It doesn't matter if some people view this, because Tertullian was not a Protestant. Wikipedia is supposed to be a source for correct and unbiased information,and the last part of the quote should be removed. Grailknighthero (talk) 04:44, 3 January 2009 (UTC)
- I have checked on the book by Timothy David Barnes, and can't find a single mentioning of the word "protestant" and only one mention of the word "protest" on page 248. Take a look here for whoever wants to see for themselves:
Martyred or not?
Nothing is mentioned whether he was martyred or not. Its important to know, since Tertullian himself condemned those who denied their faith upon the threat of death. Gabr-el 23:53, 26 April 2009 (UTC) There is no suggestion anywhere that he was martyred. Jerome indicates that he lived to a very old age. There is no reason to believe that he was. Ender's Shadow Snr (talk) 23:27, 25 November 2009 (UTC)
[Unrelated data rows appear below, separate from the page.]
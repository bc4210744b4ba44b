//! Declarative route table: URL path → (who may see it, what to render).

use serde::Serialize;

use crate::Role;

pub const LOGIN_PATH: &str = "/login";
pub const REGISTER_PATH: &str = "/register";
pub const ADMIN_DASHBOARD_PATH: &str = "/admin/dashboard";
pub const SELLER_DASHBOARD_PATH: &str = "/seller/dashboard";
pub const CUSTOMER_DASHBOARD_PATH: &str = "/customer/dashboard";

/// Views of the storefront application.
#[derive(Debug, Clone, Copy, PartialEq, Eq, Hash, Serialize)]
#[serde(rename_all = "snake_case")]
pub enum View {
    Login,
    Register,
    NotFound,
    AdminDashboard,
    AdminSellers,
    AdminProducts,
    AdminOrders,
    SellerDashboard,
    SellerProducts,
    SellerOrders,
    CustomerDashboard,
    CustomerProducts,
    CustomerCart,
    CustomerOrders,
}

#[derive(Debug, Clone, PartialEq, Eq)]
enum Access {
    Public,
    Protected(Vec<Role>),
}

#[derive(Debug, Clone)]
struct RouteEntry<V> {
    path: String,
    access: Access,
    view: V,
}

/// Outcome of resolving a path against the table.
#[derive(Debug, Clone, Copy, PartialEq, Eq)]
pub struct RouteMatch<'a, V> {
    pub view: &'a V,
    /// `None` for public routes; otherwise the roles the gate must admit.
    pub allowed: Option<&'a [Role]>,
}

/// Route table, evaluated per navigation.
#[derive(Debug, Clone)]
pub struct RouteTable<V> {
    entries: Vec<RouteEntry<V>>,
    fallback: V,
}

impl<V> RouteTable<V> {
    /// Empty table; unmatched paths render `fallback` publicly.
    pub fn new(fallback: V) -> Self {
        Self {
            entries: Vec::new(),
            fallback,
        }
    }

    pub fn public(mut self, path: &str, view: V) -> Self {
        self.entries.push(RouteEntry {
            path: normalize(path).to_string(),
            access: Access::Public,
            view,
        });
        self
    }

    /// Register a group of routes sharing one allowed-role set.
    pub fn protected<I>(mut self, allowed: &[Role], routes: I) -> Self
    where
        I: IntoIterator<Item = (&'static str, V)>,
    {
        for (path, view) in routes {
            self.entries.push(RouteEntry {
                path: normalize(path).to_string(),
                access: Access::Protected(allowed.to_vec()),
                view,
            });
        }
        self
    }

    pub fn resolve(&self, path: &str) -> RouteMatch<'_, V> {
        let path = normalize(path);
        match self.entries.iter().find(|e| e.path == path) {
            Some(entry) => RouteMatch {
                view: &entry.view,
                allowed: match &entry.access {
                    Access::Public => None,
                    Access::Protected(roles) => Some(roles.as_slice()),
                },
            },
            None => RouteMatch {
                view: &self.fallback,
                allowed: None,
            },
        }
    }
}

impl RouteTable<View> {
    /// The storefront's route table.
    pub fn storefront() -> Self {
        RouteTable::new(View::NotFound)
            .public("/", View::Login)
            .public(LOGIN_PATH, View::Login)
            .public(REGISTER_PATH, View::Register)
            .protected(
                &[Role::Admin],
                [
                    (ADMIN_DASHBOARD_PATH, View::AdminDashboard),
                    ("/admin/sellers", View::AdminSellers),
                    ("/admin/products", View::AdminProducts),
                    ("/admin/orders", View::AdminOrders),
                ],
            )
            .protected(
                &[Role::Seller],
                [
                    (SELLER_DASHBOARD_PATH, View::SellerDashboard),
                    ("/seller/products", View::SellerProducts),
                    ("/seller/orders", View::SellerOrders),
                ],
            )
            .protected(
                &[Role::Customer],
                [
                    (CUSTOMER_DASHBOARD_PATH, View::CustomerDashboard),
                    ("/customer/products", View::CustomerProducts),
                    ("/customer/cart", View::CustomerCart),
                    ("/customer/orders", View::CustomerOrders),
                ],
            )
    }
}

/// Strip query, fragment and a trailing slash (the root stays `/`).
fn normalize(path: &str) -> &str {
    let end = path.find(['?', '#']).unwrap_or(path.len());
    let path = &path[..end];
    let trimmed = path.trim_end_matches('/');
    if trimmed.is_empty() { "/" } else { trimmed }
}

#[cfg(test)]
mod tests {
    use super::*;

    #[test]
    fn normalize_handles_query_fragment_and_slash() {
        assert_eq!(normalize("/seller/products/?page=2"), "/seller/products");
        assert_eq!(normalize("/customer/cart#top"), "/customer/cart");
        assert_eq!(normalize("/"), "/");
        assert_eq!(normalize(""), "/");
        assert_eq!(normalize("/?next=/admin"), "/");
    }

    #[test]
    fn public_routes_have_no_role_set() {
        let table = RouteTable::storefront();
        for path in ["/", "/login", "/register"] {
            assert!(table.resolve(path).allowed.is_none(), "{path}");
        }
        assert_eq!(*table.resolve("/").view, View::Login);
    }

    #[test]
    fn protected_routes_carry_their_roles() {
        let table = RouteTable::storefront();

        let m = table.resolve("/admin/sellers");
        assert_eq!(*m.view, View::AdminSellers);
        assert_eq!(m.allowed, Some(&[Role::Admin][..]));

        let m = table.resolve("/customer/cart/");
        assert_eq!(*m.view, View::CustomerCart);
        assert_eq!(m.allowed, Some(&[Role::Customer][..]));
    }

    #[test]
    fn unknown_path_falls_back_publicly() {
        let table = RouteTable::storefront();
        let m = table.resolve("/admin/secret");
        assert_eq!(*m.view, View::NotFound);
        assert!(m.allowed.is_none());
    }

    #[test]
    fn every_dashboard_is_routed_to_its_own_role() {
        let table = RouteTable::storefront();
        for role in Role::ALL {
            assert_eq!(table.resolve(role.dashboard_path()).allowed, Some(&[role][..]));
        }
    }
}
"Other Latin formulations that first appear in his work etc."
In the general introduction of the article we read:
I don't know whether Tertullian was first to use the Latin phrase, but I do know that it could not have come from the Greek at that time: the combination of hypostasis and homoousias were only applied to Trinitarian questions in an orthodox way in the 4th century; in the controversy surrounding Paul of Samosata, the term homoousias was actually condemned in the 3rd century (see Ratzinger, Introduction to Christianity, 2004, p. 172). 18.104.22.168 (talk) 18:37, 6 October 2010 (UTC)Anonymous
Under the section "Moral Beliefs", a line is quoted out of context in regards to male ejaculation. The quote makes it seem as if he is arguing against sexual functions, but if you look at the passage, it's clear that he was drawing an analogy to the nature of body and soul. I believe this should be removed. GrimmC (talk) 10:11, 13 October 2010 (UTC)
Vague doubts cast on Jerome's Accuracy as a Reference
"Jerome claimed that Tertullian's father held the position of 'centurio proconsularis' ("aide-de-camp") in the Roman army in Africa. However, it is unclear whether any such position in the Roman military ever existed." In what way is it unclear? If there is no other mention of such a post in other documents, then state that. That is an argument from silence, and can and should be made, but the current wording is a bit weaselly as the words "it is unclear" suggests some greater level of uncertainty and seems to cast general doubt on Jerome's account through uncertainty. If we have detailed listings of military positions that do not include this position, then we should state that, but it should be stated where and when those positions were listed. After all, Jerome is a source, and he could be correct and others be wrong. The reader should be presented with enough information to make their own choice as to which source to believe. Muchado (talk) 04:34, 7 August 2013 (UTC)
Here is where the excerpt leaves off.